Just before Neil Armstrong climbed back into the lunar module, he scooped up a few last-minute soil samples--which upturned our understanding of planetary formation. Christopher Intagliata reports.
One Small Scoop, One Giant Impact for Mankind
The Apollo missions brought back 842 pounds of rock and soil from the moon… nearly 2200 different samples. But there's one sample that planetary scientist Meenakshi Wadhwa says is the most interesting of all: "Apollo 1-0-0-8-5."
Neil Armstrong collected it on Apollo 11.
"He was about to step back into the lunar module and he turned around and had this rock box and saw little spaces in there and he knew that these geologists on earth would be just so excited to study these materials, he just scooped up I think nine scoops of soil that he put into the box and brought it back."
It became one of the most well studied samples of the Apollo missions, she says. And a geologist named John Wood, at the Smithsonian, noticed white flecks of rock in the soil… which he identified as a rock type called anorthosite. And it clued him in to the moon's ancient past.
"And this was quite a leap of imagination but he proposed that the whole of the moon had at one time in the past, close to 4.5 billion years ago, been almost covered with a global magma ocean. An ocean of lava. This was a revolutionary idea at the time. Because people had thought the moon had formed cold, so it completely changed our idea how the moon formed, how the terrestrial planets formed, like the Earth as well. So it really changed a lot about our understanding of planetary science."
But Wadhwa has a second—and more personal—reason to appreciate this sample.

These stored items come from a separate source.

use crate::geometry::{Offset, Point};

/// Pointer drag over the crop box.
///
/// `Idle -> Dragging` on pointer-down, `Dragging -> Dragging` on move,
/// `Dragging -> Idle` on pointer-up.
#[derive(Clone, Copy, Debug, Default, PartialEq)]
pub enum DragState {
    #[default]
    Idle,
    Dragging {
        /// Pointer position at pointer-down.
        start: Point,
        /// Viewport offset at pointer-down.
        snapshot: Offset,
    },
}

impl DragState {
    pub fn is_dragging(&self) -> bool {
        matches!(self, Self::Dragging { .. })
    }

    /// Start (or restart) a drag from `pointer`.
    pub fn pointer_down(&mut self, pointer: Point, current_offset: Offset) {
        *self = Self::Dragging {
            start: pointer,
            snapshot: current_offset,
        };
    }

    /// Unclamped offset candidate for the current pointer, `None` when idle.
    pub fn pointer_move(&self, pointer: Point) -> Option<Offset> {
        match *self {
            Self::Idle => None,
            Self::Dragging { start, snapshot } => Some(snapshot + (pointer - start)),
        }
    }

    pub fn pointer_up(&mut self) {
        *self = Self::Idle;
    }
}
pub mod export;
pub mod loader;

pub use export::{encode, export_filename, normalize_quality, ExportResult};
pub use loader::{FileHandle, SourceImage, SourceLoader};
pub mod config;
pub mod consts;
pub mod error;
pub mod geometry;
pub mod io;
pub mod raster;
pub mod session;
pub mod viewport;
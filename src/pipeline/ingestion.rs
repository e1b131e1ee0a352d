//! Match ingestion - unified select loop over match lines and the report timer
//!
//! One task multiplexes two event sources:
//! 1. raw matcher lines from an mpsc channel, parsed and fanned out to every
//!    horizon
//! 2. the report timer (first tick after `first_report`, then every
//!    `report_interval`)
//!
//! Every mutation of the window set happens under its lock, so a line is
//! never applied halfway through a report pass. When the channel closes
//! (matcher exited or stdin ended) one final report is written before
//! returning.

use super::reporter::{ReportSink, Reporter};
use super::types::{MatchEvent, PatternId};
use super::windows::WindowSet;
use crate::catalog::PatternCatalog;
use crate::error::{ParseError, ReportError};
use std::sync::Arc;
use tokio::sync::{mpsc, Mutex};
use tokio::time::{interval_at, Duration, Instant, MissedTickBehavior};

/// First token of every match line
pub const MATCH_MARKER: &str = "Pattern";

/// Wall-clock source in Unix seconds
pub type Clock = Arc<dyn Fn() -> f64 + Send + Sync>;

pub fn wall_clock() -> Clock {
    Arc::new(|| chrono::Utc::now().timestamp_micros() as f64 / 1_000_000.0)
}

/// Extract the pattern id from one matcher line
///
/// - `Ok(None)`: not a match line (ignored)
/// - `Ok(Some(id))`: `Pattern #<id> ...`
/// - `Err(_)`: looked like a match line but the id token is missing or bad
pub fn parse_match_line(line: &str) -> Result<Option<PatternId>, ParseError> {
    let mut tokens = line.split_whitespace();
    if tokens.next() != Some(MATCH_MARKER) {
        return Ok(None);
    }

    let token = tokens.next().ok_or(ParseError::MissingId)?;
    let digits = token
        .strip_prefix('#')
        .ok_or_else(|| ParseError::MissingHashPrefix(token.to_string()))?;

    digits
        .parse::<i64>()
        .map(|id| Some(PatternId(id)))
        .map_err(|_| ParseError::InvalidId(digits.to_string()))
}

#[derive(Debug, Clone, Default, PartialEq, Eq)]
pub struct IngestStats {
    pub lines: u64,
    pub matches: u64,
    pub parse_failures: u64,
    pub reports: u64,
}

pub struct IngestLoop {
    windows: Arc<Mutex<WindowSet>>,
    catalog: Arc<PatternCatalog>,
    reporter: Reporter,
    clock: Clock,
    first_report: Duration,
    report_interval: Duration,
}

impl IngestLoop {
    pub fn new(
        windows: Arc<Mutex<WindowSet>>,
        catalog: Arc<PatternCatalog>,
        reporter: Reporter,
        first_report: Duration,
        report_interval: Duration,
    ) -> Self {
        Self {
            windows,
            catalog,
            reporter,
            clock: wall_clock(),
            first_report,
            report_interval,
        }
    }

    /// Replace the wall clock (deterministic timestamps in tests)
    pub fn with_clock(mut self, clock: Clock) -> Self {
        self.clock = clock;
        self
    }

    /// Weight and polarity for a matched id at `now`
    pub fn classify(&self, id: PatternId, now: f64) -> MatchEvent {
        MatchEvent::new(id, self.catalog.weight(id), now)
    }

    /// Parse one line and, if it is a match, apply it to every horizon
    pub async fn apply_line(&self, line: &str, now: f64) -> Result<Option<MatchEvent>, ParseError> {
        let Some(id) = parse_match_line(line)? else {
            return Ok(None);
        };

        let event = self.classify(id, now);
        self.windows.lock().await.observe(&event);
        Ok(Some(event))
    }

    /// Run until the line channel closes, then write the final report
    pub async fn run(
        self,
        mut rx: mpsc::Receiver<String>,
        sink: &mut dyn ReportSink,
    ) -> Result<IngestStats, ReportError> {
        log::info!("🚀 Starting match ingestion");
        log::info!("   ├─ First report after: {}ms", self.first_report.as_millis());
        log::info!("   └─ Report interval: {}ms", self.report_interval.as_millis());

        let mut report_timer = interval_at(Instant::now() + self.first_report, self.report_interval);
        report_timer.set_missed_tick_behavior(MissedTickBehavior::Delay);

        let mut stats = IngestStats::default();
        let mut window_lines = 0u64;
        let mut last_log_time = std::time::Instant::now();

        loop {
            tokio::select! {
                maybe_line = rx.recv() => {
                    let Some(line) = maybe_line else {
                        log::info!("📭 Line channel closed, stopping ingestion");
                        break;
                    };

                    stats.lines += 1;
                    window_lines += 1;

                    match self.apply_line(&line, (self.clock)()).await {
                        Ok(Some(_)) => stats.matches += 1,
                        Ok(None) => {}
                        Err(e) => {
                            stats.parse_failures += 1;
                            log::debug!("⚠️  Skipping line {:?}: {}", line, e);
                        }
                    }

                    // Log throughput every 10 seconds
                    if last_log_time.elapsed().as_secs() >= 10 {
                        let lines_per_sec = window_lines as f64 / last_log_time.elapsed().as_secs_f64();
                        log::info!(
                            "📊 Ingestion rate: {:.1} lines/sec (lines: {}, matches: {}, parse failures: {})",
                            lines_per_sec, stats.lines, stats.matches, stats.parse_failures
                        );
                        last_log_time = std::time::Instant::now();
                        window_lines = 0;
                    }
                }

                _ = report_timer.tick() => {
                    match self.reporter.report((self.clock)(), sink).await {
                        Ok(_) => stats.reports += 1,
                        Err(e) => log::error!("❌ Failed to write report: {}", e),
                    }
                }
            }
        }

        log::info!("🔄 Writing final report...");
        self.reporter.report((self.clock)(), sink).await?;
        stats.reports += 1;

        log::info!(
            "✅ Ingestion stopped (lines: {}, matches: {}, parse failures: {}, reports: {})",
            stats.lines,
            stats.matches,
            stats.parse_failures,
            stats.reports
        );
        Ok(stats)
    }
}
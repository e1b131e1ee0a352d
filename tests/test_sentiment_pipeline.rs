//! End-to-end tests: lexicons → catalog → line source → ingest loop → reports
//!
//! Key integration points tested:
//! - Catalog loading from lexicon files and pattern-file output
//! - Line channel feeding the unified ingest loop
//! - Final report on end-of-input
//! - Matcher subprocess output forwarded into the pipeline

#[cfg(test)]
mod sentiment_pipeline_tests {
    use sentiflow::catalog::{CatalogSources, PatternCatalog};
    use sentiflow::matcher::{forward_lines, run_matcher, MatcherCommand};
    use sentiflow::pipeline::{
        IngestLoop, LineWriterSink, PatternId, ReportFormat, ReportTimezone, Reporter, WindowSet,
    };
    use std::path::Path;
    use std::sync::Arc;
    use tokio::sync::{mpsc, Mutex};
    use tokio::time::Duration;

    fn write_file(dir: &Path, name: &str, contents: &str) -> std::path::PathBuf {
        let path = dir.join(name);
        std::fs::write(&path, contents).unwrap();
        path
    }

    fn load_catalog(dir: &Path) -> PatternCatalog {
        let sources = CatalogSources {
            negative: Some(write_file(dir, "negative.txt", "awful\nsad\n")),
            positive: Some(write_file(dir, "positive.txt", "happy\ngreat\n")),
            scored: Some(write_file(dir, "scored.txt", "great 3.0 0.5\nmeh -0.5 0.2\n")),
        };
        PatternCatalog::load(&sources).unwrap()
    }

    fn build_loop(catalog: PatternCatalog, horizons: &[f64], now: f64) -> IngestLoop {
        let windows = Arc::new(Mutex::new(WindowSet::new(horizons).unwrap()));
        let catalog = Arc::new(catalog);
        let reporter = Reporter::new(windows.clone(), catalog.clone(), 5);
        IngestLoop::new(
            windows,
            catalog,
            reporter,
            Duration::from_secs(3600),
            Duration::from_secs(3600),
        )
        .with_clock(Arc::new(move || now))
    }

    #[test]
    fn test_catalog_pattern_file() {
        let dir = tempfile::tempdir().unwrap();
        let catalog = load_catalog(dir.path());

        assert_eq!(catalog.id_of("great"), Some(PatternId(2)));
        assert_eq!(catalog.id_of("meh"), Some(PatternId(-3)));

        let out = dir.path().join("patterns.txt");
        catalog.write_pattern_file(&out).unwrap();
        let written = std::fs::read_to_string(&out).unwrap();
        assert_eq!(
            written,
            "-1 \"awful\"\n-2 \"sad\"\n1 \"happy\"\n2 \"great\"\n-3 \"meh\"\n"
        );
    }

    #[tokio::test]
    async fn test_end_to_end_jsonl_reports() {
        let dir = tempfile::tempdir().unwrap();
        let ingest = build_loop(load_catalog(dir.path()), &[60.0, 3600.0], 1_700_000_000.0);

        let (tx, rx) = mpsc::channel(64);
        let matcher_output: &[u8] = b"scanning corpus\n\
            Pattern #2 offset 10\n\
            Pattern #2 offset 42\n\
            Pattern #-1 offset 50\n\
            Pattern #1 offset 77\n\
            Pattern broken\n\
            done\n";
        tokio::spawn(async move {
            forward_lines(matcher_output, tx).await.unwrap();
        });

        let mut sink = LineWriterSink::new(Vec::new(), ReportFormat::Jsonl);
        let stats = ingest.run(rx, &mut sink).await.unwrap();

        assert_eq!(stats.lines, 7);
        assert_eq!(stats.matches, 4);
        assert_eq!(stats.parse_failures, 1);

        let output = String::from_utf8(sink.into_inner()).unwrap();
        let reports: Vec<serde_json::Value> = output
            .lines()
            .map(|line| serde_json::from_str(line).unwrap())
            .collect();
        assert_eq!(reports.len(), 2);

        for report in &reports {
            // great weighs 3.0 twice, happy 1.0, awful 1.0
            assert_eq!(report["positive"], 7.0);
            assert_eq!(report["negative"], 1.0);
            assert_eq!(report["score"], 87.5);

            let hitters = report["heavy_hitters"].as_array().unwrap();
            let names: Vec<&str> = hitters.iter().map(|h| h["name"].as_str().unwrap()).collect();
            assert_eq!(names, vec!["great", "happy", "awful"]);
        }
        assert_eq!(reports[0]["horizon_secs"], 60.0);
        assert_eq!(reports[1]["horizon_secs"], 3600.0);
    }

    #[tokio::test]
    async fn test_no_matches_reports_without_score() {
        let ingest = build_loop(PatternCatalog::new(), &[60.0], 0.0);

        let (tx, rx) = mpsc::channel(4);
        tx.send("nothing to see".to_string()).await.unwrap();
        drop(tx);

        let mut sink =
            LineWriterSink::new(Vec::new(), ReportFormat::Text).with_timezone(ReportTimezone::Utc);
        ingest.run(rx, &mut sink).await.unwrap();

        let output = String::from_utf8(sink.into_inner()).unwrap();
        assert_eq!(output, "Thu, 01 January 1970 00:00:00 0.0       60 :\n");
    }

    #[cfg(unix)]
    #[tokio::test]
    async fn test_matcher_subprocess_feeds_pipeline() {
        use std::os::unix::fs::PermissionsExt;

        let dir = tempfile::tempdir().unwrap();
        let script = write_file(
            dir.path(),
            "fake_matcher.sh",
            "#!/bin/sh\necho \"Pattern #1\"\nprintf 'Pattern #-2 in caf\\351\\n'\necho \"Total matches: 2\"\nexit 3\n",
        );
        std::fs::set_permissions(&script, std::fs::Permissions::from_mode(0o755)).unwrap();

        let command = MatcherCommand {
            program: script.display().to_string(),
            patterns: dir.path().join("patterns.txt"),
            input: "corpus.txt".to_string(),
            target: "/dev/stdin".to_string(),
        };

        let mut catalog = PatternCatalog::new();
        catalog.extend_negative(["awful", "sad"]);
        catalog.extend_positive(["happy"]);
        let ingest = build_loop(catalog, &[60.0], 100.0);

        let (tx, rx) = mpsc::channel(16);
        let source = tokio::spawn(async move { run_matcher(&command, tx).await });

        let mut sink = LineWriterSink::new(Vec::new(), ReportFormat::Text);
        let stats = ingest.run(rx, &mut sink).await.unwrap();

        // A failing exit status still ends ingestion cleanly, and the
        // non-UTF-8 line does not cut the stream short
        assert_eq!(source.await.unwrap().unwrap(), 3);
        assert_eq!(stats.lines, 3);
        assert_eq!(stats.matches, 2);

        let output = String::from_utf8(sink.into_inner()).unwrap();
        assert!(output.contains("Score: 50.0 %"));
        assert!(output.contains("[ happy (1.0) sad (1.0) ]"));
    }
}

"I met my husband because of this rock. My husband is Scott Parazynski, he was with NASA as an astronaut for 17 years, from 1992 to 2009. After his retirement from NASA, he was a mountaineer as well. And he had always aspired to climb Mount Everest."
Scott's boyhood heroes were Neil Armstrong, and the climber Edmund Hillary, who made the first confirmed ascent of Everest with his partner Tenzing Norgay.
"In honor of them, he wanted to take a moon rock from Apollo 11 to the top of Mount Everest, and to bring back an Everest summit rock."
Wadhwa was, at the time, the chair of the NASA committee that grants access to the samples for scientific purposes. This request, she says, was definitely out of the ordinary.
"I just remember it because it was a really funny discussion in the committee room, you know, hey, what if that moon rock falls down a crevasse, you know, and Scott would be going down with that moon rock of course!"
But Scott made it to the top. Wadhwa never met him, and moved on from the lunar sample committee. But then, a year or two later, she saw a friend suggestion pop up on Facebook: you might know Scott Parazynski.
"And I reached out to him and I said, 'hey, how did that expedition go and did you return the moon rock to NASA?' And he said 'No, I didn't send the moon rock back to NASA. I actually sent it back to the International Space Station with a summit rock. And if you ever happen to be in Houston I'd love to meet you and thank you for making that possible.' I happened to meet him some months later… and that was it."
And so Neil Armstrong's last-minute scoop of moon dust brought two people together here on Earth… and upturned our understanding of how the moon—and the Earth itself—got here.
Christopher: There's something in there, 'One small scoop for a man…'
Meenakshi: "Yeah! A magma ocean for all mankind."